What the task asks: Identify all lines of the data containing the string "Self" and copy them.

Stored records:
────────────────────────────────────────

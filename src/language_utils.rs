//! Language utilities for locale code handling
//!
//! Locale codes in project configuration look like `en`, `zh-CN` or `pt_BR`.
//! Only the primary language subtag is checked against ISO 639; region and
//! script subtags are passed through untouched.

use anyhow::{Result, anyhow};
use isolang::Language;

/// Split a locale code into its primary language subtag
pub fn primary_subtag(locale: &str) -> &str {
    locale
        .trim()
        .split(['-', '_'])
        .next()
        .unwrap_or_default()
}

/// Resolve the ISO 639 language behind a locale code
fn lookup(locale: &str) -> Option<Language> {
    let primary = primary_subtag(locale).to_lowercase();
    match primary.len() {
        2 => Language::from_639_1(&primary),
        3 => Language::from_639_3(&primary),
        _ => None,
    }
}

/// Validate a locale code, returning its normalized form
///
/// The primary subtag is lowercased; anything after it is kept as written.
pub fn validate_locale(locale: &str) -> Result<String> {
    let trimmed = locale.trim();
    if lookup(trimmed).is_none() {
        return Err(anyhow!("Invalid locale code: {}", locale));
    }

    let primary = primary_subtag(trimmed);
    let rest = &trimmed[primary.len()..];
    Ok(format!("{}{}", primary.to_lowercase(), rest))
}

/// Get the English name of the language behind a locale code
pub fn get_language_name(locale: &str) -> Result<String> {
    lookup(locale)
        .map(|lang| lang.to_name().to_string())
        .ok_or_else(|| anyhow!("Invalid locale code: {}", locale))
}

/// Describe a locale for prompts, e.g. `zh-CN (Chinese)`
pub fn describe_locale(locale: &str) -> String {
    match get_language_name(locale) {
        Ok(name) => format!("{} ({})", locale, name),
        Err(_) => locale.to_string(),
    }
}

────────────────────────────────────────

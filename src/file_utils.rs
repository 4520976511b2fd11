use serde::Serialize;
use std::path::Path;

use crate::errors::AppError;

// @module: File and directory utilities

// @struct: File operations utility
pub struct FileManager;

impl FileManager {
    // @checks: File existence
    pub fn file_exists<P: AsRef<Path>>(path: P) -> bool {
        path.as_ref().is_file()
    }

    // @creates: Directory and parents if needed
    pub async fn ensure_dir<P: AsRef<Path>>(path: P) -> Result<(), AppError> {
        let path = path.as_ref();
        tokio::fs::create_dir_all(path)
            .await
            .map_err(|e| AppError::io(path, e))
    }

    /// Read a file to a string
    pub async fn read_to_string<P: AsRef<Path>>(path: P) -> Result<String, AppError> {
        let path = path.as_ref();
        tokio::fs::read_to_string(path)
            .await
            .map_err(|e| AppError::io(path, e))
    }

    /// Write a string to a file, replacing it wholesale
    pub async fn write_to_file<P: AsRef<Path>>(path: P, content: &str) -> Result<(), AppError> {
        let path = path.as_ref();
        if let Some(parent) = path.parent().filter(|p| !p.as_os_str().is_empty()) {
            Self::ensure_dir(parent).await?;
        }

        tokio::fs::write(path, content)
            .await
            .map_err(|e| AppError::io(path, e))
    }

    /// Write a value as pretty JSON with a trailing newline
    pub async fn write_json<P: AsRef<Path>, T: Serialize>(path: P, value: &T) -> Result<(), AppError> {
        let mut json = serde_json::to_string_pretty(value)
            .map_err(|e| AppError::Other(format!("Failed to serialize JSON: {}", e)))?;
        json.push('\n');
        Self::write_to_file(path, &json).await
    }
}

────────────────────────────────────────

Solution:
            Self::ensure_dir(parent).await?;
        Self::write_to_file(path, &json).await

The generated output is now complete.